---- Records supplied
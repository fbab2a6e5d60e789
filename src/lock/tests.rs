//! Lock Module Tests
//!
//! All tests run on a paused clock so lease expiry and backoff are deterministic.

#[cfg(test)]
mod tests {
    use crate::error::LockError;
    use crate::lock::LockManager;
    use crate::store::memory::MemoryStore;
    use crate::store::{KvStore, SharedStore};
    use std::sync::Arc;
    use std::time::Duration;

    fn shared(store: &Arc<MemoryStore>) -> SharedStore {
        store.clone()
    }

    #[tokio::test(start_paused = true)]
    async fn test_acquire_writes_holder_and_release_frees_key() {
        let store = MemoryStore::new();
        let locks = LockManager::new(shared(&store), "node-a", Duration::from_secs(30));

        let handle = locks.acquire("vol1", Duration::from_secs(1)).await.unwrap();
        assert_eq!(handle.key(), "vol1");
        assert_eq!(
            locks.holder_of("vol1").await.unwrap(),
            Some("node-a".to_string())
        );

        locks.release(&handle).await.unwrap();
        assert!(handle.is_released());
        assert_eq!(locks.holder_of("vol1").await.unwrap(), None);
    }

    #[tokio::test(start_paused = true)]
    async fn test_contention_times_out() {
        let store = MemoryStore::new();
        let a = LockManager::new(shared(&store), "node-a", Duration::from_secs(30));
        let b = LockManager::new(shared(&store), "node-b", Duration::from_secs(30));

        let _held = a.acquire("vol1", Duration::from_secs(1)).await.unwrap();

        let err = b
            .acquire("vol1", Duration::from_millis(300))
            .await
            .err()
            .expect("Second acquirer must time out");

        match err {
            LockError::Timeout { key, waited_ms } => {
                assert_eq!(key, "vol1");
                assert!(waited_ms >= 300, "waited only {}ms", waited_ms);
            }
            other => panic!("unexpected error: {other}"),
        }
    }

    #[tokio::test(start_paused = true)]
    async fn test_waiter_acquires_after_release() {
        let store = MemoryStore::new();
        let a = LockManager::new(shared(&store), "node-a", Duration::from_secs(30));
        let b = LockManager::new(shared(&store), "node-b", Duration::from_secs(30));

        let held = a.acquire("vol1", Duration::from_secs(1)).await.unwrap();

        let waiter = tokio::spawn(async move { b.acquire("vol1", Duration::from_secs(5)).await });

        tokio::time::sleep(Duration::from_millis(200)).await;
        a.release(&held).await.unwrap();

        let handle = waiter.await.unwrap().unwrap();
        assert_eq!(handle.key(), "vol1");
        assert_eq!(
            store.get("clusterd/locks/vol1").await.unwrap(),
            Some("node-b".to_string())
        );
    }

    #[tokio::test(start_paused = true)]
    async fn test_release_is_idempotent() {
        let store = MemoryStore::new();
        let a = LockManager::new(shared(&store), "node-a", Duration::from_secs(30));
        let b = LockManager::new(shared(&store), "node-b", Duration::from_secs(30));

        let first = a.acquire("vol1", Duration::from_secs(1)).await.unwrap();
        a.release(&first).await.unwrap();

        // Someone else takes the key; a second release of the old handle must not steal it
        let _second = b.acquire("vol1", Duration::from_secs(1)).await.unwrap();
        a.release(&first).await.unwrap();

        assert_eq!(
            b.holder_of("vol1").await.unwrap(),
            Some("node-b".to_string())
        );
    }

    #[tokio::test(start_paused = true)]
    async fn test_disjoint_keys_do_not_contend() {
        let store = MemoryStore::new();
        let locks = LockManager::new(shared(&store), "node-a", Duration::from_secs(30));

        let one = locks.acquire("vol1", Duration::from_millis(50)).await.unwrap();
        let two = locks.acquire("vol2", Duration::from_millis(50)).await.unwrap();

        assert_ne!(one.lease(), two.lease());
    }

    // ============================================================
    // LEASES
    // ============================================================

    #[tokio::test(start_paused = true)]
    async fn test_renewal_keeps_lock_past_ttl() {
        let store = MemoryStore::new();
        let a = LockManager::new(shared(&store), "node-a", Duration::from_secs(3));
        let b = LockManager::new(shared(&store), "node-b", Duration::from_secs(3));

        let _held = a.acquire("vol1", Duration::from_secs(1)).await.unwrap();

        // Well past a single TTL; the renewal sidecar must have kept the lease alive
        tokio::time::sleep(Duration::from_secs(10)).await;

        assert!(b.acquire("vol1", Duration::from_millis(100)).await.is_err());
    }

    #[tokio::test(start_paused = true)]
    async fn test_abandoned_lock_expires() {
        let store = MemoryStore::new();
        let crashed = LockManager::new(shared(&store), "node-a", Duration::from_secs(3));
        let survivor = LockManager::new(shared(&store), "node-b", Duration::from_secs(3));

        // Dropping without release simulates a holder that died mid-transaction
        let handle = crashed.acquire("vol1", Duration::from_secs(1)).await.unwrap();
        drop(handle);

        let taken = survivor
            .acquire("vol1", Duration::from_secs(10))
            .await
            .unwrap();

        assert_eq!(taken.key(), "vol1");
        assert_eq!(
            survivor.holder_of("vol1").await.unwrap(),
            Some("node-b".to_string())
        );
    }
}
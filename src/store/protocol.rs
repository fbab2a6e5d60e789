//! Store Network Protocol
//!
//! Endpoints and DTOs exposed by the node that hosts the store. Every request is
//! a JSON `POST`; keys and values travel as plain strings.

use super::{KeyValue, LeaseId};
use serde::{Deserialize, Serialize};

pub const ENDPOINT_STORE_PUT: &str = "/internal/store/put";
pub const ENDPOINT_STORE_GET: &str = "/internal/store/get";
pub const ENDPOINT_STORE_DELETE: &str = "/internal/store/delete";
pub const ENDPOINT_STORE_PREFIX: &str = "/internal/store/prefix";
pub const ENDPOINT_LEASE_CREATE: &str = "/internal/store/lease/create";
pub const ENDPOINT_LEASE_KEEPALIVE: &str = "/internal/store/lease/keepalive";
pub const ENDPOINT_LEASE_REVOKE: &str = "/internal/store/lease/revoke";

#[derive(Debug, Serialize, Deserialize)]
pub struct PutRequest {
    pub key: String,
    pub value: String,
}

/// Used by get, delete and prefix scans.
#[derive(Debug, Serialize, Deserialize)]
pub struct KeyRequest {
    pub key: String,
}

#[derive(Debug, Serialize, Deserialize)]
pub struct GetResponse {
    /// `None` when the key does not exist.
    pub value: Option<String>,
}

/// Acknowledges a put or a lease revocation.
#[derive(Debug, Serialize, Deserialize)]
pub struct AckResponse {
    pub ok: bool,
}

#[derive(Debug, Serialize, Deserialize)]
pub struct DeleteResponse {
    pub deleted: bool,
}

#[derive(Debug, Serialize, Deserialize)]
pub struct PrefixResponse {
    pub entries: Vec<KeyValue>,
}

#[derive(Debug, Serialize, Deserialize)]
pub struct LeaseCreateRequest {
    pub key: String,
    pub value: String,
    pub ttl_ms: u64,
}

#[derive(Debug, Serialize, Deserialize)]
pub struct LeaseCreateResponse {
    /// `None` when the key is already held.
    pub lease: Option<LeaseId>,
}

#[derive(Debug, Serialize, Deserialize)]
pub struct LeaseRequest {
    pub lease: LeaseId,
}

#[derive(Debug, Serialize, Deserialize)]
pub struct KeepAliveResponse {
    pub alive: bool,
}

/// Body returned with a non-2xx status.
#[derive(Debug, Serialize, Deserialize)]
pub struct StoreErrorResponse {
    pub error: String,
}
--------
### The problem:
Find every line above where the word "LeaseId" occurs, and copy that line.

### Solution:
use super::{KeyValue, LeaseId};
    pub lease: Option<LeaseId>,
    pub lease: LeaseId,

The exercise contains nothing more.